The Mathis Vega 42 was a 42-cylinder 6-bank in-line radial piston engine, designed and built in France, by Société Mathis Aviation in the late 1930s, with development continuing during and after WWII.

==Design and development==
Émile E. C. Mathis had begun designing and producing motor-cars from 1910. Société Mathis Aviation, formed in 1937, began designing aircraft engines, initially with the large and complex Vega.

The Vega (and the similar Vesta) had a 2-piece Aluminium-alloy crankcase, 7 Aluminium-alloy cylinder blocks, with one-piece Aluminium-alloy heads and steel cylinder liners. A 6-throw crankshaft ran in 7 plain bearings.

Development continued after the war, culminating in the 119.4 L 5000 hp Vesta 42, which did not reach the hardware stage before Mathis closed its doors.

==Operational history==
The Vega engines were run on test-beds, and some sources indicate the engine was flown 100 hours in a test bed aircraft during 1939, but no details of flight testing survive.

==Variants==
- Vega 42A
  Initial version of the engine first run in 1938, rated 2300 hp at 3,000 rpm.
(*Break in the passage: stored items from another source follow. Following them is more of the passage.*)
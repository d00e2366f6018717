//! Order service entry point.

use api::{Config, LogFormat};
use tokio::signal;
use tracing_subscriber::EnvFilter;
use tracing_subscriber::layer::SubscriberExt;
use tracing_subscriber::util::SubscriberInitExt;

/// Waits for a shutdown signal (SIGINT or SIGTERM).
async fn shutdown_signal() {
    let ctrl_c = async {
        signal::ctrl_c()
            .await
            .expect("failed to install SIGINT handler");
    };

    #[cfg(unix)]
    let terminate = async {
        signal::unix::signal(signal::unix::SignalKind::terminate())
            .expect("failed to install SIGTERM handler")
            .recv()
            .await;
    };

    #[cfg(not(unix))]
    let terminate = std::future::pending::<()>();

    tokio::select! {
        () = ctrl_c => {
            tracing::info!("received SIGINT, starting graceful shutdown");
        }
        () = terminate => {
            tracing::info!("received SIGTERM, starting graceful shutdown");
        }
    }
}

fn init_tracing(config: &Config) {
    let filter = EnvFilter::try_from_default_env()
        .or_else(|_| EnvFilter::try_new(&config.log_level))
        .unwrap_or_else(|_| EnvFilter::new("info"));
    let registry = tracing_subscriber::registry().with(filter);

    match config.log_format {
        LogFormat::Json => registry.with(tracing_subscriber::fmt::layer().json()).init(),
        LogFormat::Text => registry.with(tracing_subscriber::fmt::layer()).init(),
    }
}

#[tokio::main]
async fn main() {
    let config = Config::from_env();

    // 1. Initialize tracing
    init_tracing(&config);

    // 2. Install Prometheus metrics recorder
    let metrics_handle = metrics_exporter_prometheus::PrometheusBuilder::new()
        .install_recorder()
        .expect("failed to install Prometheus recorder");

    // 3. Connect collaborators and the order store
    let state = api::build_state(&config)
        .await
        .expect("failed to initialise collaborators");

    // 4. Build the application
    let app = api::create_app(state.clone(), metrics_handle);

    // 5. Start server
    let addr = config.addr();
    tracing::info!(%addr, instance = %config.instance_id, "starting order service");

    let listener = tokio::net::TcpListener::bind(&addr)
        .await
        .expect("failed to bind address");
    axum::serve(listener, app)
        .with_graceful_shutdown(shutdown_signal())
        .await
        .expect("server error");

    // 6. Let background fulfillment finish or log what it left undone
    let cancelled = state
        .coordinator
        .drain_fulfillment(config.shutdown_grace)
        .await;
    if cancelled > 0 {
        tracing::warn!(cancelled, "side effects cancelled at shutdown");
    }

    tracing::info!("server shut down gracefully");
}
Two examples and a full-scale mock-up are reported to have been built.
- Vega 42B
  An improved variant, under development in 1940. Completed and unfinished engines were hidden from invading German forces, in the Pyrenees.
- Vega 42D
  An enlarged capacity version which became the Vesta 42.
- Vega 42E
  Post WWII development rated at 2800 hp for take-off.
- Vesta 42
  An enlarged Vega, developed from 1942, with similar configuration, but 158 mm bore, 145 mm stroke and 119.4 L displacement, rated at 5000 hp.